Keep your legs in this warrior II stance, as you clasp your hands behind your back. Inhale to lengthen up from your waistline to your armpits. Exhale and fold towards the side of your mat. Inhale, hug your legs towards one another, pulling the muscles up from the grounding of your feet into the core of your pelvis.
Keep that as you exhale and press your hips back and extend through the spine to the crown of the head. Draw the shoulders towards one another as you lift your clasped hands towards the sky. Breath for 5 breath cycles. Then exhale, root through your feet and inhale, to rise back up to warrior II.
Switch legs and do the other side.
2. Lunge pose (ANJANEYASANA)
Start in downward dog, from down dog, inhale and bring your right foot forward between your hands.

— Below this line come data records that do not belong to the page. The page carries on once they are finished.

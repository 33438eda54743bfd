#![cfg_attr(feature = "fail-on-warnings", deny(warnings))]
#![warn(clippy::all, clippy::pedantic, clippy::nursery, clippy::cargo)]
#![allow(clippy::multiple_crate_versions, clippy::cargo_common_metadata)]

//! Near-duplicate detection for new complaints.
//!
//! A new complaint is a probable duplicate of an open complaint in the
//! same category when their raw `(lat, lng)` pairs are closer than
//! [`DUPLICATE_THRESHOLD_DEGREES`] in plain Euclidean distance. This is
//! not a geodesic distance: 0.001 degrees is about 100 m at the equator
//! and the east-west extent shrinks with latitude.
//!
//! Detection is advisory. A failed store query is logged and reported as
//! "no duplicate"; it never blocks a submission.

use grievance_complaint_models::{Complaint, ComplaintCategory, ComplaintStatus};
use grievance_store::ComplaintStore;

/// Maximum planar distance, in degrees, for two complaints to be
/// considered the same issue.
pub const DUPLICATE_THRESHOLD_DEGREES: f64 = 0.001;

/// An open complaint that a new submission probably duplicates.
#[derive(Debug, Clone, PartialEq)]
pub struct DuplicateMatch {
    /// Id of the existing complaint.
    pub complaint_id: String,
    /// Address of the existing complaint.
    pub address: String,
    /// Planar distance in degrees.
    pub distance: f64,
}

/// Euclidean distance between two `(lat, lng)` pairs in degree units.
#[must_use]
pub fn planar_distance(lat1: f64, lng1: f64, lat2: f64, lng2: f64) -> f64 {
    (lat1 - lat2).hypot(lng1 - lng2)
}

/// Returns the first candidate closer than the threshold to `(lat, lng)`.
#[must_use]
pub fn first_within_threshold(
    candidates: &[Complaint],
    lat: f64,
    lng: f64,
) -> Option<DuplicateMatch> {
    candidates.iter().find_map(|c| {
        let distance = planar_distance(lat, lng, c.location.lat, c.location.lng);
        (distance < DUPLICATE_THRESHOLD_DEGREES).then(|| DuplicateMatch {
            complaint_id: c.id.clone(),
            address: c.location.address.clone(),
            distance,
        })
    })
}

/// Looks for an unresolved complaint of the same category near
/// `(lat, lng)`.
///
/// Never fails: store errors are logged and treated as no match.
pub async fn find_duplicate(
    store: &dyn ComplaintStore,
    lat: f64,
    lng: f64,
    category: ComplaintCategory,
) -> Option<DuplicateMatch> {
    let candidates = match store
        .by_category_excluding_status(category, ComplaintStatus::Resolved)
        .await
    {
        Ok(candidates) => candidates,
        Err(e) => {
            log::warn!("Duplicate check skipped, could not query open {category} complaints: {e}");
            return None;
        }
    };

    let found = first_within_threshold(&candidates, lat, lng);
    if let Some(m) = &found {
        log::info!(
            "Possible duplicate of complaint {} at {} ({:.5} deg away)",
            m.complaint_id,
            m.address,
            m.distance
        );
    }
    found
}
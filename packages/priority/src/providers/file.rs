//! Decoder for local files and in-memory image bytes.

use crate::PriorityError;
use crate::vision::{DecodedImage, ImageDecoder, ImageFormat, ImageRef};

/// Reads image bytes from disk (plain paths and `file://` URIs) or from
/// memory and checks the container signature.
#[derive(Debug, Default, Clone, Copy)]
pub struct FileImageDecoder;

impl FileImageDecoder {
    /// Creates a new decoder.
    #[must_use]
    pub const fn new() -> Self {
        Self
    }
}

#[async_trait::async_trait]
impl ImageDecoder for FileImageDecoder {
    async fn decode(&self, image: &ImageRef) -> Result<DecodedImage, PriorityError> {
        let data = match image {
            ImageRef::Bytes(bytes) => bytes.clone(),
            ImageRef::Path(path) => {
                tokio::fs::read(path)
                    .await
                    .map_err(|e| PriorityError::Decode {
                        message: format!("Failed to read {}: {e}", path.display()),
                    })?
            }
            ImageRef::Uri(uri) => {
                let Some(path) = uri.strip_prefix("file://") else {
                    return Err(PriorityError::Decode {
                        message: format!("Unsupported image URI: {uri}"),
                    });
                };
                tokio::fs::read(path)
                    .await
                    .map_err(|e| PriorityError::Decode {
                        message: format!("Failed to read {path}: {e}"),
                    })?
            }
        };

        let format = detect_format(&data).ok_or_else(|| PriorityError::Decode {
            message: format!("Unrecognized image data ({} bytes)", data.len()),
        })?;

        Ok(DecodedImage { format, data })
    }
}

/// Detects the container format from the leading magic bytes.
#[must_use]
pub fn detect_format(data: &[u8]) -> Option<ImageFormat> {
    if data.starts_with(b"\x89PNG\r\n\x1a\n") {
        Some(ImageFormat::Png)
    } else if data.starts_with(&[0xFF, 0xD8, 0xFF]) {
        Some(ImageFormat::Jpeg)
    } else if data.starts_with(b"GIF87a") || data.starts_with(b"GIF89a") {
        Some(ImageFormat::Gif)
    } else if data.len() >= 12 && data.starts_with(b"RIFF") && &data[8..12] == b"WEBP" {
        Some(ImageFormat::WebP)
    } else {
        None
    }
}
#![cfg_attr(feature = "fail-on-warnings", deny(warnings))]
#![warn(clippy::all, clippy::pedantic, clippy::nursery, clippy::cargo)]
#![allow(clippy::multiple_crate_versions, clippy::cargo_common_metadata)]

//! Command-line front end for the grievance portal.
//!
//! Complaints live in a JSON snapshot (`GRIEVANCE_STORE`, default
//! `grievances.json`) that every command loads and mutating commands
//! write back.

mod commands;

use std::path::PathBuf;
use std::str::FromStr;

use clap::{Parser, Subcommand};
use grievance_complaint_models::{ComplaintCategory, ComplaintPriority, ComplaintStatus};

#[derive(Parser)]
#[command(name = "grievance", about = "Civic grievance portal tool")]
struct Cli {
    /// JSON snapshot holding complaints and profiles
    #[arg(long, env = "GRIEVANCE_STORE", default_value = "grievances.json", global = true)]
    store: PathBuf,

    /// Alternative keyword tables (TOML) for priority classification
    #[arg(long, env = "GRIEVANCE_KEYWORDS", global = true)]
    keywords: Option<PathBuf>,

    #[command(subcommand)]
    command: Commands,
}

/// Options shared by commands that classify an image.
#[derive(clap::Args)]
struct VisionArgs {
    /// Photo to classify (local path or `file://` URI)
    #[arg(long)]
    image: Option<String>,
    /// JSON file of `{label, probability}` predictions to use as the image
    /// model output. Without it, classification is text-only.
    #[arg(long)]
    predictions: Option<PathBuf>,
}

#[derive(Subcommand)]
enum Commands {
    /// Estimate the priority of a complaint without filing it
    Classify {
        /// Complaint description
        #[arg(long)]
        description: String,
        /// Category (e.g. `water_supply`)
        #[arg(long, value_parser = ComplaintCategory::from_str)]
        category: ComplaintCategory,
        #[command(flatten)]
        vision: VisionArgs,
    },
    /// File a new complaint
    Submit {
        /// Category (e.g. `road_potholes`)
        #[arg(long, value_parser = ComplaintCategory::from_str)]
        category: ComplaintCategory,
        /// Complaint description
        #[arg(long)]
        description: String,
        /// Latitude in degrees
        #[arg(long, allow_hyphen_values = true)]
        lat: f64,
        /// Longitude in degrees
        #[arg(long, allow_hyphen_values = true)]
        lng: f64,
        /// Human-readable address
        #[arg(long)]
        address: String,
        /// Submitting user id (omit for anonymous)
        #[arg(long)]
        user: Option<String>,
        /// Uploaded photo URL stored with the complaint
        #[arg(long)]
        image_url: Option<String>,
        /// Uploaded video URL stored with the complaint
        #[arg(long)]
        video_url: Option<String>,
        #[command(flatten)]
        vision: VisionArgs,
    },
    /// List complaints
    List {
        /// Only this status
        #[arg(long, value_parser = ComplaintStatus::from_str)]
        status: Option<ComplaintStatus>,
        /// Only this category
        #[arg(long, value_parser = ComplaintCategory::from_str)]
        category: Option<ComplaintCategory>,
    },
    /// Show admin dashboard counts and urgent alerts
    Dashboard,
    /// Show outstanding complaints by responsible authority, oldest first
    Billboard,
    /// Show this quarter's top reporting citizens
    Leaderboard,
    /// Assign a worker to a complaint
    Assign {
        /// Complaint id
        id: String,
        /// Worker id
        worker: String,
    },
    /// Submit completion proof for an assigned task
    Complete {
        /// Complaint id
        id: String,
        /// URL of the completion photo
        image_url: String,
    },
    /// Approve completion proof and resolve
    Approve {
        /// Complaint id
        id: String,
    },
    /// Reject completion proof and send the task back
    Reassign {
        /// Complaint id
        id: String,
    },
    /// Override a complaint's priority
    SetPriority {
        /// Complaint id
        id: String,
        /// `high`, `medium` or `low`
        #[arg(value_parser = ComplaintPriority::from_str)]
        priority: ComplaintPriority,
    },
    /// Set a complaint's status directly
    SetStatus {
        /// Complaint id
        id: String,
        /// `pending`, `in_progress`, `waiting_approval` or `resolved`
        #[arg(value_parser = ComplaintStatus::from_str)]
        status: ComplaintStatus,
    },
    /// Delete a complaint
    Delete {
        /// Complaint id
        id: String,
    },
    /// Ask the help assistant a question about the portal
    Ask {
        /// Question text
        question: String,
        /// Alternative knowledge base (TOML)
        #[arg(long, env = "GRIEVANCE_KNOWLEDGE")]
        knowledge: Option<PathBuf>,
    },
}

#[tokio::main]
async fn main() -> Result<(), Box<dyn std::error::Error>> {
    pretty_env_logger::init();
    let cli = Cli::parse();

    if let Commands::Ask {
        question,
        knowledge,
    } = &cli.command
    {
        return commands::ask(question, knowledge.as_deref());
    }

    let ctx = commands::Context::open(cli.store, cli.keywords).await?;

    match cli.command {
        Commands::Classify {
            description,
            category,
            vision,
        } => {
            ctx.classify(&description, category, vision.image, vision.predictions)
                .await?;
        }
        Commands::Submit {
            category,
            description,
            lat,
            lng,
            address,
            user,
            image_url,
            video_url,
            vision,
        } => {
            let new = grievance_complaint_models::NewComplaint {
                user_id: user,
                category,
                description,
                location: grievance_complaint_models::Location { lat, lng, address },
                image_url,
                video_url,
                media_urls: Vec::new(),
            };
            ctx.submit(new, vision.image, vision.predictions).await?;
        }
        Commands::List { status, category } => ctx.list(status, category).await?,
        Commands::Dashboard => ctx.dashboard().await?,
        Commands::Billboard => ctx.billboard().await?,
        Commands::Leaderboard => ctx.leaderboard().await?,
        Commands::Assign { id, worker } => ctx.assign(&id, &worker).await?,
        Commands::Complete { id, image_url } => ctx.complete(&id, &image_url).await?,
        Commands::Approve { id } => ctx.approve(&id).await?,
        Commands::Reassign { id } => ctx.reassign(&id).await?,
        Commands::SetPriority { id, priority } => ctx.set_priority(&id, priority).await?,
        Commands::SetStatus { id, status } => ctx.set_status(&id, status).await?,
        Commands::Delete { id } => ctx.delete(&id).await?,
        Commands::Ask { .. } => {}
    }

    Ok(())
}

Exhale, take the left knee to the floor. Inhale, draw the right hip back to square the hips towards the front of your mat.
Activate the toes (by lifting and spreading them) of both feet to engage the muscles of your legs. Keep that as you inhale, bring your hands to your hips and lengthen up through the sides of your body to the crown of your head.
Exhale and allow gravity to pull your pelvis towards the floor as you lift the spine up towards the sky. Breath for 5 breath cycles.
Come back to downdog and then switch sides.
3. extended hand to big toe pose (UTTHITA HASTA PADANGUSTHASANA)
Standing in mountain pose, root down through your left foot. Lift and spread the toes of the left foot and then place them back down, but keep the activation of the leg muscles of the left leg. Maintain a steady connection to your breath as as you begin to lift the right foot off the floor and bring the knee to your chest.
It helps to lock your gaze on an unmoving point somewhere in the room. Take your right hand to your right knee and open it out to the right side OR grab onto the outside edge of your right foot and extend the right leg out to the right side.
Continue to root down through your left leg, draw the tailbone towards the floor as well and at the same time, extend from your pelvis out into your right leg, all the way to your toes.
Stay here for five breaths or as long as you can, then do the left side.
4. pigeon pose (EKA PADA RAJAKAPOTASANA)
From downward dog, inhale and raise your right leg to the sky. Exhale and bring the right leg forward, placing the right knee on the ground near your right hand and bring your right shin down to the ground as well, with your right heel pointing towards your left hip.
Take the left left back and place it on the ground. Draw your right hip back and your left hip forward. Energize both legs by engaging the toes, reaching the right pinkie toe towards the floor and pulling the legs into your pelvis, so much so that you can bring your hands off the floor and to your heart.
Keep that as you inhale and lengthen up through the sides of your body and exhale, extend from the pelvis down into the ground and out through your legs.
Breath for 5 breath cycles. Then come slowly back to downward dog and do the other side.
5. lateral seated angle pose (PARSVA UPAVISTHA KONASANA)
Sit on the floor with your legs out to either side of you. If you are really tight in your hips and low back, sit on the edge of a couple of folded blankets. Inhale and point your toes towards the sky and draw from your feet up into the core of your pelvis. Exhale and and extend back out, pressing the pelvis into the floor and out through the feet.
Then lengthen up through the spine and keep that length as you twist your upper body towards the right and begin to fold over the right leg. Exhale and move the breath down into the back of the leg as you stretch. Continue to keep the left leg involved by pulling it in towards your center.
Stay here for 5 breaths. Then when you are ready, exhale root down through the legs, inhale come back up to center and then move to the left side.